In the previous topic, I mentioned two specific issues that HTTP had to address in order to carry a wide variety of media types in its messages: encoding the data and identifying its type and characteristics. HTTP borrows from MIME the notion of media types and the Content-Type header to handle type identification, as we have already seen. It similarly borrows concepts and headers from MIME to deal with the encoding issue. Here, however, we run into some of the important differences between HTTP and MIME.

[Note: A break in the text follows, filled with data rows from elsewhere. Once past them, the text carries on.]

use anyhow::Result;
use patternlint::cli::{self, Commands};
use patternlint::observability::install_panic_hook;

fn main() -> Result<()> {
    install_panic_hook();
    let cli = cli::parse_args();

    let success = match cli.command {
        Commands::Check {
            analysis,
            format,
            output,
        } => cli::handle_check_command(analysis, format, output)?,
        Commands::Fix {
            analysis,
            dry_run,
            no_verify,
            format,
            output,
        } => cli::handle_fix_command(analysis, dry_run, no_verify, format, output)?,
        Commands::Rules => {
            cli::handle_rules_command()?;
            true
        }
        Commands::Init { force } => {
            cli::init_config(force)?;
            true
        }
    };

    if !success {
        std::process::exit(1);
    }
    Ok(())
}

Encoding was a significant issue for MIME, because it was created for the specific purpose of sending non-text data using the old RFC 822 e-mail message standard. RFC 822 imposes several significant restrictions on the messages it carries, the most important of which is that data must be encoded using 7-bit ASCII. RFC 822 messages are also limited to lines of no more than 1000 characters that end in a “CRLF” sequence.

These limitations mean that arbitrary binary files, which have no concept of lines and consist of bytes which can each contain a value from 0 to 255, cannot be sent using RFC 822 in their native format. In order for MIME to transfer these files, they must be encoded using a method such as base64, which converts three 8-bit characters to a set of four 6-bit characters that can be represented in ASCII. When this sort of transformation is done, the MIME Content-Transfer-Encoding header is included in the message so the recipient can reverse the encoding to return the data to its normal form.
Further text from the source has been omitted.